Елена Якобсон у микрофона "Голоса Америки"
Елена Якобсон у микрофона "Голоса Америки"

Историк и администратор Марк Помар готовит к выпуску воспоминания о работе на Радио Свобода. Вторая беседа из серии разговоров о 1980-х

Иван Толстой: Cold War Radio ("Радио эпохи холодной войны") – так называется книга историка и филолога Марка Помара, которая должна появиться ближайшей осенью в Соединенных Штатах. С некоторыми ее главами мы продолжаем знакомить наших слушателей. Марк Помар – не просто участник наших передач, но он был в свое время одним из руководителей радиостанции, причем, целых двух – и Радио Свобода, и "Голоса Америки". Знаток русской истории и литературы, он еще и родом из русской семьи эмигрантов, он вырастал в двух культурах – русской и американской. Свидетельство о годах холодной войны из уст подобного человека всегда ценно. Мифологических представлений о том, как был устроен мир идейного противостояния между Западом и Востоком, накопилось предостаточно.

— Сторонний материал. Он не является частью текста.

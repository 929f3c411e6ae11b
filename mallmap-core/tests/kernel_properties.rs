//! Property-based tests for the distance and scoring kernel.
//!
//! # Invariants tested
//!
//! - **Symmetry:** `distance(a, b) == distance(b, a)`.
//! - **Identity:** `distance(a, a) == 0`.
//! - **Bounds:** distances are non-negative and at most half the
//!   circumference, including for exactly antipodal pairs.
//! - **Monotonicity:** for fixed kind and open state, a shorter distance
//!   always scores lower.
#![expect(
    clippy::float_arithmetic,
    reason = "tests use float maths for assertions"
)]

use mallmap_core::{Coordinate, EARTH_RADIUS_KM, Kind, distance_km, score};
use proptest::prelude::*;

fn coordinate_strategy() -> impl Strategy<Value = Coordinate> {
    (-90.0_f64..=90.0, -180.0_f64..=180.0).prop_map(|(lat, lng)| Coordinate::new(lat, lng))
}

fn antipodal_strategy() -> impl Strategy<Value = (Coordinate, Coordinate)> {
    (-89.0_f64..=89.0, -180.0_f64..=0.0).prop_map(|(lat, lng)| {
        (Coordinate::new(lat, lng), Coordinate::new(-lat, lng + 180.0))
    })
}

fn kind_strategy() -> impl Strategy<Value = Option<Kind>> {
    prop_oneof![Just(None), Just(Some(Kind::Mall)), Just(Some(Kind::Store))]
}

proptest! {
    #![proptest_config(ProptestConfig::with_cases(256))]

    #[test]
    fn distance_is_symmetric(a in coordinate_strategy(), b in coordinate_strategy()) {
        let forward = distance_km(a, b);
        let backward = distance_km(b, a);
        prop_assert!((forward - backward).abs() <= 1e-9, "{forward} != {backward}");
    }

    #[test]
    fn distance_to_self_is_zero(a in coordinate_strategy()) {
        prop_assert_eq!(distance_km(a, a), 0.0);
    }

    #[test]
    fn distance_is_bounded(a in coordinate_strategy(), b in coordinate_strategy()) {
        let km = distance_km(a, b);
        prop_assert!(km >= 0.0);
        prop_assert!(km <= EARTH_RADIUS_KM * std::f64::consts::PI + 1e-6);
    }

    #[test]
    fn antipodal_distance_is_half_the_circumference((a, b) in antipodal_strategy()) {
        let km = distance_km(a, b);
        prop_assert!(km.is_finite(), "NaN for {a} -> {b}");
        prop_assert!((km - EARTH_RADIUS_KM * std::f64::consts::PI).abs() < 1e-3, "{km}");
    }

    #[test]
    fn score_is_monotonic_in_distance(
        near in 0.0_f64..10_000.0,
        gap in 1e-6_f64..10_000.0,
        kind in kind_strategy(),
        open_now in prop::option::of(any::<bool>()),
    ) {
        let far = near + gap;
        prop_assert!(score(near, kind, open_now) < score(far, kind, open_now));
    }
}
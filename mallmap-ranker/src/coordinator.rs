//! Batch ranking over the scoring kernel.
//!
//! Candidates are evaluated in fixed-size chunks. The asynchronous path
//! yields to the Tokio scheduler after every `yield_every` chunks so large
//! requests do not monopolise a worker thread. Results are sorted once, after
//! every candidate has been evaluated.

use std::future::Future;

use mallmap_core::{
    Candidate, Coordinate, FallbackReason, Location, RankedResult, ScoreWeights, distance_km,
};

use crate::{RankRequest, RankerConfig};

/// Ranked results together with batching statistics.
#[derive(Debug, Clone, PartialEq, Default)]
pub struct RankReport {
    /// Results in ascending score order.
    pub results: Vec<RankedResult>,
    /// Number of chunks evaluated.
    pub chunks: usize,
    /// Number of cooperative yields performed.
    pub yields: usize,
}

/// Rank a request to completion.
///
/// Implementations must return exactly one result per candidate in
/// ascending score order, or no results for an empty request. Rankers must be
/// `Send + Sync` so a worker can share them across tasks.
pub trait Ranker: Send + Sync + 'static {
    /// Rank `request`.
    fn rank(&self, request: RankRequest) -> impl Future<Output = RankReport> + Send;
}

/// Default [`Ranker`] that yields cooperatively between chunks.
#[derive(Debug, Clone, Copy, Default, PartialEq)]
pub struct CooperativeRanker {
    config: RankerConfig,
}

impl CooperativeRanker {
    /// Construct a ranker with `config`.
    #[must_use]
    pub const fn new(config: RankerConfig) -> Self {
        Self { config }
    }

    /// Configuration in use.
    #[must_use]
    pub const fn config(&self) -> &RankerConfig {
        &self.config
    }
}

impl Ranker for CooperativeRanker {
    async fn rank(&self, request: RankRequest) -> RankReport {
        let Some(origin) = request.origin else {
            return RankReport::default();
        };
        let mut report = RankReport {
            results: Vec::with_capacity(request.rows.len()),
            ..RankReport::default()
        };
        let mut chunks_since_yield = 0_usize;
        for chunk in request.rows.chunks(self.config.chunk_size()) {
            evaluate_chunk(origin, chunk, self.config.weights(), &mut report);
            chunks_since_yield += 1;
            if chunks_since_yield == self.config.yield_every() {
                chunks_since_yield = 0;
                report.yields += 1;
                tokio::task::yield_now().await;
            }
        }
        sort_by_score(&mut report.results);
        report
    }
}

/// Rank a request synchronously, without yielding.
///
/// Returns an empty list when the origin is missing or there are no rows.
///
/// # Examples
/// ```
/// use mallmap_core::{Candidate, Coordinate};
/// use mallmap_ranker::{RankRequest, RankerConfig, rank};
///
/// let request = RankRequest::new(
///     Coordinate::new(13.7563, 100.5018),
///     vec![Candidate::new("far"), Candidate::new("near").with_coords(Coordinate::new(13.75, 100.5))],
/// );
/// let ranked = rank(&request, &RankerConfig::default());
/// assert_eq!(ranked[0].id, "near");
/// assert_eq!(ranked[1].score, 999.0);
/// ```
#[must_use]
pub fn rank(request: &RankRequest, config: &RankerConfig) -> Vec<RankedResult> {
    let Some(origin) = request.origin else {
        return Vec::new();
    };
    let mut report = RankReport {
        results: Vec::with_capacity(request.rows.len()),
        ..RankReport::default()
    };
    for chunk in request.rows.chunks(config.chunk_size()) {
        evaluate_chunk(origin, chunk, config.weights(), &mut report);
    }
    sort_by_score(&mut report.results);
    report.results
}

/// Evaluate one candidate against `origin`.
///
/// Never fails: a candidate without coordinates, or with a malformed
/// location, yields a sentinel result.
#[must_use]
pub fn evaluate(origin: Coordinate, candidate: &Candidate, weights: &ScoreWeights) -> RankedResult {
    match &candidate.coords {
        None => RankedResult::fallback(candidate, FallbackReason::MissingCoordinates),
        Some(Location::Point(destination)) => {
            let km = distance_km(origin, *destination);
            let score = weights.score(km, candidate.kind, candidate.open_now);
            RankedResult::computed(candidate, km, score)
        }
        Some(Location::Malformed(payload)) => {
            log::warn!(
                "distance calculation failed for {}: unusable location {payload}",
                candidate.id
            );
            RankedResult::fallback(candidate, FallbackReason::ComputationFailed)
        }
    }
}

/// Sort results in ascending score order.
///
/// The sort is stable and uses a total order, so repeated runs produce
/// identical output. `NaN` scores of either sign sort after every number.
pub fn sort_by_score(results: &mut [RankedResult]) {
    results.sort_by(|a, b| {
        a.score
            .is_nan()
            .cmp(&b.score.is_nan())
            .then(a.score.total_cmp(&b.score))
    });
}

fn evaluate_chunk(
    origin: Coordinate,
    chunk: &[Candidate],
    weights: &ScoreWeights,
    report: &mut RankReport,
) {
    report.results.extend(
        chunk
            .iter()
            .map(|candidate| evaluate(origin, candidate, weights)),
    );
    report.chunks += 1;
}

#[cfg(test)]
#[expect(
    clippy::float_arithmetic,
    reason = "tests use float maths for assertions"
)]
mod tests {
    use super::*;
    use mallmap_core::{Kind, SENTINEL_SCORE};
    use rstest::{fixture, rstest};

    #[fixture]
    fn origin() -> Coordinate {
        Coordinate::new(13.7563, 100.5018)
    }

    fn rows(count: usize) -> Vec<Candidate> {
        let mut lng = 100.5;
        (0..count)
            .map(|index| {
                lng += 1e-4;
                Candidate::new(format!("row-{index}")).with_coords(Coordinate::new(13.7, lng))
            })
            .collect()
    }

    #[rstest]
    fn malformed_location_falls_back(origin: Coordinate) {
        let candidate = Candidate::new("bad")
            .with_coords(Location::Malformed(serde_json::json!({"lat": "x"})))
            .with_kind(Kind::Store);
        let result = evaluate(origin, &candidate, &ScoreWeights::default());
        assert_eq!(result.score, SENTINEL_SCORE);
        assert_eq!(result.fallback, Some(FallbackReason::ComputationFailed));
        assert_eq!(result.kind, Some(Kind::Store));
    }

    #[rstest]
    fn missing_location_is_classified(origin: Coordinate) {
        let result = evaluate(origin, &Candidate::new("none"), &ScoreWeights::default());
        assert_eq!(result.fallback, Some(FallbackReason::MissingCoordinates));
    }

    #[rstest]
    #[case(0, 0, 0)]
    #[case(49, 1, 0)]
    #[case(250, 5, 1)]
    #[case(251, 6, 1)]
    #[case(1000, 20, 4)]
    #[tokio::test]
    async fn yields_every_five_chunks(
        origin: Coordinate,
        #[case] count: usize,
        #[case] chunks: usize,
        #[case] yields: usize,
    ) {
        let ranker = CooperativeRanker::default();
        let report = ranker.rank(RankRequest::new(origin, rows(count))).await;
        assert_eq!(report.results.len(), count);
        assert_eq!(report.chunks, chunks);
        assert_eq!(report.yields, yields);
    }

    #[rstest]
    #[tokio::test]
    async fn cooperative_and_sync_paths_agree(origin: Coordinate) {
        let request = RankRequest::new(origin, rows(300));
        let config = RankerConfig::default();
        let sync = rank(&request, &config);
        let report = CooperativeRanker::new(config).rank(request).await;
        assert_eq!(report.results, sync);
    }

    #[rstest]
    fn nan_scores_sort_last() {
        let candidate = Candidate::new("nan");
        let mut results = vec![
            RankedResult::computed(&candidate, f64::NAN, f64::NAN),
            RankedResult::computed(&Candidate::new("negative-nan"), -f64::NAN, -f64::NAN),
            RankedResult::computed(&Candidate::new("one"), 1.0, 1.0),
            RankedResult::fallback(&Candidate::new("none"), FallbackReason::MissingCoordinates),
            RankedResult::computed(&Candidate::new("below"), -3.0, 2.0),
        ];
        sort_by_score(&mut results);
        let ids: Vec<_> = results.iter().map(|result| result.id.as_str()).collect();
        assert_eq!(ids, ["below", "one", "none", "negative-nan", "nan"]);
    }
}
//! Daily opening hours and open-now status.
//!
//! Hours are stored as local wall-clock times. A closing time earlier than
//! the opening time means the window runs past midnight. Both ends of the
//! window are inclusive.

use chrono::{NaiveTime, TimeDelta};
use thiserror::Error;

/// Minutes before closing at which an open entity reports
/// [`OpenStatus::ClosingSoon`].
pub const CLOSING_SOON_MINUTES: i64 = 30;

const TIME_FORMAT: &str = "%H:%M";

/// Errors returned while parsing opening hours.
#[derive(Debug, Clone, PartialEq, Eq, Error)]
pub enum HoursError {
    /// A time was not in `HH:MM` form.
    #[error("invalid time '{value}', expected HH:MM")]
    InvalidTime {
        /// Raw value supplied by the caller.
        value: String,
    },
}

/// Open/closed state at a given time of day.
#[derive(Debug, Clone, Copy, PartialEq, Eq)]
pub enum OpenStatus {
    /// Open with more than [`CLOSING_SOON_MINUTES`] remaining.
    Open,
    /// Open but closing within [`CLOSING_SOON_MINUTES`].
    ClosingSoon,
    /// Outside the opening window.
    Closed,
    /// No hours are known.
    Unknown,
}

impl OpenStatus {
    /// Convert the status into a candidate's `open_now` flag.
    ///
    /// [`OpenStatus::Unknown`] maps to `None`.
    #[must_use]
    pub const fn open_now(self) -> Option<bool> {
        match self {
            Self::Open | Self::ClosingSoon => Some(true),
            Self::Closed => Some(false),
            Self::Unknown => None,
        }
    }
}

/// A daily opening window.
///
/// # Examples
/// ```
/// use chrono::NaiveTime;
/// use mallmap_core::{OpenStatus, OpeningHours};
///
/// let hours = OpeningHours::parse("10:00", "22:00")?;
/// let evening = NaiveTime::from_hms_opt(21, 45, 0).unwrap();
/// assert_eq!(hours.status_at(evening), OpenStatus::ClosingSoon);
/// # Ok::<(), mallmap_core::HoursError>(())
/// ```
#[derive(Debug, Clone, Copy, PartialEq, Eq)]
pub struct OpeningHours {
    open: NaiveTime,
    close: NaiveTime,
}

impl OpeningHours {
    /// Construct hours from parsed times.
    #[must_use]
    pub const fn new(open: NaiveTime, close: NaiveTime) -> Self {
        Self { open, close }
    }

    /// Parse hours from `HH:MM` strings.
    ///
    /// # Errors
    /// Returns [`HoursError::InvalidTime`] when either value is malformed.
    pub fn parse(open: &str, close: &str) -> Result<Self, HoursError> {
        Ok(Self::new(parse_time(open)?, parse_time(close)?))
    }

    /// Parse hours when both ends are present.
    ///
    /// Returns `Ok(None)` when either end is missing or blank.
    ///
    /// # Errors
    /// Returns [`HoursError::InvalidTime`] when a present value is malformed.
    pub fn from_optional(
        open: Option<&str>,
        close: Option<&str>,
    ) -> Result<Option<Self>, HoursError> {
        match (open.map(str::trim), close.map(str::trim)) {
            (Some(from), Some(until)) if !from.is_empty() && !until.is_empty() => {
                Self::parse(from, until).map(Some)
            }
            _ => Ok(None),
        }
    }

    /// Opening time.
    #[must_use]
    pub const fn open(&self) -> NaiveTime {
        self.open
    }

    /// Closing time.
    #[must_use]
    pub const fn close(&self) -> NaiveTime {
        self.close
    }

    /// Report whether the window runs past midnight.
    #[must_use]
    pub fn is_overnight(&self) -> bool {
        self.close < self.open
    }

    /// Status at wall-clock `time`.
    #[must_use]
    pub fn status_at(&self, time: NaiveTime) -> OpenStatus {
        let open = if self.is_overnight() {
            time >= self.open || time <= self.close
        } else {
            time >= self.open && time <= self.close
        };
        if !open {
            return OpenStatus::Closed;
        }
        if self.time_until_close(time) <= TimeDelta::minutes(CLOSING_SOON_MINUTES) {
            OpenStatus::ClosingSoon
        } else {
            OpenStatus::Open
        }
    }

    /// Report whether the entity is open at `time`.
    #[must_use]
    pub fn is_open_at(&self, time: NaiveTime) -> bool {
        self.status_at(time).open_now() == Some(true)
    }

    fn time_until_close(&self, time: NaiveTime) -> TimeDelta {
        let until = self.close.signed_duration_since(time);
        if until < TimeDelta::zero() {
            until + TimeDelta::days(1)
        } else {
            until
        }
    }
}

/// Status for optional hours, reporting [`OpenStatus::Unknown`] when absent.
#[must_use]
pub fn status_for(hours: Option<&OpeningHours>, time: NaiveTime) -> OpenStatus {
    hours.map_or(OpenStatus::Unknown, |known| known.status_at(time))
}

fn parse_time(value: &str) -> Result<NaiveTime, HoursError> {
    NaiveTime::parse_from_str(value.trim(), TIME_FORMAT).map_err(|_| HoursError::InvalidTime {
        value: value.to_owned(),
    })
}
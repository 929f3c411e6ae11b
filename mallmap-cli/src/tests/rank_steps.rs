//! Behaviour-driven step definitions driving the rank CLI scenarios.

use super::helpers::{MIXED_REQUEST, Workspace, ranked_ids, write_utf8};
use super::*;
use crate::rank::run_rank_with;
use camino::Utf8PathBuf;
use mallmap_ranker::ConfigError;
use rstest::fixture;
use rstest_bdd_macros::{given, scenario, then, when};
use std::cell::RefCell;

struct RankWorld {
    _workspace: Workspace,
    request_path: Utf8PathBuf,
    include_request: RefCell<bool>,
    cli_args: RefCell<Vec<String>>,
    stdout: RefCell<Vec<u8>>,
    result: RefCell<Option<Result<(), CliError>>>,
}

impl RankWorld {
    fn new() -> Self {
        let workspace = Workspace::new();
        let request_path = workspace.path("request.json");
        Self {
            _workspace: workspace,
            request_path,
            include_request: RefCell::new(true),
            cli_args: RefCell::new(Vec::new()),
            stdout: RefCell::new(Vec::new()),
            result: RefCell::new(None),
        }
    }

    fn build_command_line(&self) -> Vec<String> {
        let mut argv = vec!["mallmap".to_owned(), "rank".to_owned()];
        if *self.include_request.borrow() {
            argv.push(self.request_path.as_str().to_owned());
        }
        argv.extend(self.cli_args.borrow().iter().cloned());
        argv
    }

    fn error(&self) -> std::cell::Ref<'_, CliError> {
        std::cell::Ref::map(self.result.borrow(), |result| {
            result
                .as_ref()
                .expect("result recorded")
                .as_ref()
                .expect_err("expected error")
        })
    }
}

#[fixture]
fn world() -> RankWorld {
    RankWorld::new()
}

#[given("a rank request with a mall, a store and an unlocated candidate exists on disk")]
fn mixed_request_exists(#[from(world)] world: &RankWorld) {
    write_utf8(&world.request_path, MIXED_REQUEST.as_bytes());
}

#[given("the rank request contains invalid JSON")]
fn rank_request_contains_invalid_json(#[from(world)] world: &RankWorld) {
    write_utf8(&world.request_path, b"{ not valid json");
}

#[given("I omit the rank request path")]
fn omit_rank_request_path(#[from(world)] world: &RankWorld) {
    *world.include_request.borrow_mut() = false;
}

#[given("I pass a chunk size of zero")]
fn pass_zero_chunk_size(#[from(world)] world: &RankWorld) {
    world
        .cli_args
        .borrow_mut()
        .extend([format!("--{ARG_RANK_CHUNK_SIZE}"), "0".to_owned()]);
}

#[when("I run the rank command")]
fn run_rank_command(#[from(world)] world: &RankWorld) {
    let invocation = world.build_command_line();
    let parsed = Cli::try_parse_from(invocation).map_err(CliError::from);
    let outcome = parsed.and_then(|cli| match cli.command {
        Command::Rank(args) => {
            let mut buffer = world.stdout.borrow_mut();
            run_rank_with(args, &mut *buffer)
        }
        Command::Distance(_) => panic!("expected rank command"),
    });

    world.result.replace(Some(outcome));
}

#[then("the command succeeds and prints the results ordered A, B, C")]
fn command_succeeds_and_prints_results(#[from(world)] world: &RankWorld) {
    let borrowed = world.result.borrow();
    let result = borrowed.as_ref().expect("result recorded");
    result.as_ref().expect("expected success");

    assert_eq!(ranked_ids(&world.stdout.borrow()), ["A", "B", "C"]);
}

#[then("the command fails because the request JSON is invalid")]
fn command_fails_invalid_json(#[from(world)] world: &RankWorld) {
    match &*world.error() {
        CliError::ParseRankRequest { path, .. } => assert_eq!(*path, world.request_path),
        other => panic!("expected ParseRankRequest, found {other:?}"),
    }
}

#[then("the command fails because the request path is missing")]
fn command_fails_missing_request_path(#[from(world)] world: &RankWorld) {
    match &*world.error() {
        CliError::MissingArgument { field, .. } => assert_eq!(*field, ARG_RANK_REQUEST),
        other => panic!("expected MissingArgument, found {other:?}"),
    }
}

#[then("the command fails because the chunk size is invalid")]
fn command_fails_invalid_chunk_size(#[from(world)] world: &RankWorld) {
    match &*world.error() {
        CliError::RankerConfig(ConfigError::Zero { field }) => assert_eq!(*field, "chunk size"),
        other => panic!("expected RankerConfig, found {other:?}"),
    }
}

macro_rules! register_rank_scenario {
    ($fn_name:ident, $scenario_title:literal) => {
        #[scenario(path = "tests/features/rank_command.feature", name = $scenario_title)]
        fn $fn_name(#[from(world)] world: RankWorld) {
            let _ = world;
        }
    };
}

register_rank_scenario!(rank_happy_path, "ranking a request from JSON");
register_rank_scenario!(rank_invalid_json, "rejecting invalid JSON input");
register_rank_scenario!(rank_missing_request, "rejecting missing request paths");
register_rank_scenario!(rank_zero_chunk_size, "rejecting a zero chunk size");
//! Composite ranking score for a single candidate.
//!
//! The score starts at the weighted distance and subtracts small bonuses for
//! open entities and malls. Lower is better. Distance dominates: the bonuses
//! break ties between nearby candidates but a clearly closer closed store
//! still outranks a distant open mall.

use crate::Kind;

/// Points subtracted, before weighting, when a candidate is open now.
pub const OPEN_NOW_BONUS: f64 = 5.0;

/// Tunable weights applied by [`ScoreWeights::score`].
///
/// The defaults reproduce the production ranking: distance weight `1.0`,
/// open-status weight `1.0` applied to [`OPEN_NOW_BONUS`], and a `0.1`
/// bonus for malls.
#[derive(Debug, Clone, Copy, PartialEq)]
pub struct ScoreWeights {
    /// Multiplier applied to the distance in kilometres.
    pub distance: f64,
    /// Multiplier applied to [`OPEN_NOW_BONUS`] for open candidates.
    pub open_status: f64,
    /// Amount subtracted for [`Kind::Mall`] candidates.
    pub mall_bonus: f64,
}

impl Default for ScoreWeights {
    fn default() -> Self {
        Self {
            distance: 1.0,
            open_status: 1.0,
            mall_bonus: 0.1,
        }
    }
}

impl ScoreWeights {
    /// Score a candidate at `distance_km` from the origin.
    ///
    /// Only `open_now == Some(true)` earns the open bonus and only
    /// `Some(Kind::Mall)` earns the mall bonus.
    ///
    /// # Examples
    /// ```
    /// use mallmap_core::{Kind, ScoreWeights};
    ///
    /// let weights = ScoreWeights::default();
    /// let open_mall = weights.score(8.0, Some(Kind::Mall), Some(true));
    /// assert!((open_mall - 2.9).abs() < 1e-9);
    /// ```
    #[must_use]
    #[expect(
        clippy::float_arithmetic,
        reason = "scores are weighted floating-point sums"
    )]
    pub fn score(&self, distance_km: f64, kind: Option<Kind>, open_now: Option<bool>) -> f64 {
        let mut score = self.distance * distance_km;
        if open_now == Some(true) {
            score -= self.open_status * OPEN_NOW_BONUS;
        }
        if kind == Some(Kind::Mall) {
            score -= self.mall_bonus;
        }
        score
    }
}

/// Score a candidate with the default [`ScoreWeights`].
#[must_use]
pub fn score(distance_km: f64, kind: Option<Kind>, open_now: Option<bool>) -> f64 {
    ScoreWeights::default().score(distance_km, kind, open_now)
}

#[cfg(test)]
#[expect(
    clippy::float_arithmetic,
    reason = "tests use float maths for assertions"
)]
mod tests {
    use super::*;
    use rstest::rstest;

    #[rstest]
    #[case(3.0, None, None, 3.0)]
    #[case(3.0, Some(Kind::Store), Some(false), 3.0)]
    #[case(3.0, Some(Kind::Store), Some(true), -2.0)]
    #[case(3.0, Some(Kind::Mall), None, 2.9)]
    #[case(3.0, Some(Kind::Mall), Some(true), -2.1)]
    fn applies_bonuses(
        #[case] distance: f64,
        #[case] kind: Option<Kind>,
        #[case] open_now: Option<bool>,
        #[case] expected: f64,
    ) {
        assert!((score(distance, kind, open_now) - expected).abs() < 1e-9);
    }

    #[rstest]
    fn closer_closed_store_beats_far_open_mall() {
        let store = score(1.0, Some(Kind::Store), Some(false));
        let mall = score(20.0, Some(Kind::Mall), Some(true));
        assert!(store < mall);
    }

    #[rstest]
    fn custom_weights_scale_components() {
        let weights = ScoreWeights {
            distance: 2.0,
            open_status: 0.0,
            mall_bonus: 1.0,
        };
        let value = weights.score(4.0, Some(Kind::Mall), Some(true));
        assert!((value - 7.0).abs() < 1e-9);
    }
}
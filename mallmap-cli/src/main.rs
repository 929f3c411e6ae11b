//! Entry point for the command-line interface.
#![forbid(unsafe_code)]

#[expect(
    clippy::print_stderr,
    reason = "fatal errors are reported to the terminal"
)]
fn main() {
    env_logger::Builder::from_env(env_logger::Env::default().default_filter_or("warn")).init();
    if let Err(err) = mallmap_cli::run() {
        eprintln!("mallmap: {err}");
        std::process::exit(1);
    }
}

Как справлялось руководство радиостанции, я в данном случае имею в виду сперва Радио Свобода, с политикой радиовещания при существовании двадцати с лишним совершенно разных языковых редакций? Ведь у узбеков и у эстонцев могло быть совершенно не совпадающее представление ни о политике, ни об отношении к московской власти, ни о своем прошлом, ни о своем будущем. Приведите, пожалуйста, какие-то примеры решения подобных проблем в администрации Радио Свобода?

Марк Помар: Это был ключевой вопрос с самого начала, потому что цель была создать радиостанции, которые бы существовали в стране, на которую они вещали. Быстро было принято решение, что новости будут готовиться центральным англоязычным отделом и все редакции будут предавать их в начале часа, а все остальное – на усмотрение редакций. Так что новости проверяли, нужно было всегда иметь два источника, старались придерживаться того, что общие новости дня были примерно одинаковые на всех языках. А вот после начиналась разница. Там была история, культура, интервью, и каждая редакция имела много свободы подбирать материал, который им подходит. Конечно, был и общий контроль. Был отдел, который переводил после эфира передачи, чтобы проверить, что было сказано, чтобы особенно далеко не уходить от общей картины, но было много свободы у каждой редакции. На "Голосе Америки" было больше контроля. Тоже были новости, которые английский отдел представлял, но до моего прихода на "Голос Америки" многие программы той же русской редакции были просто переводами с английского.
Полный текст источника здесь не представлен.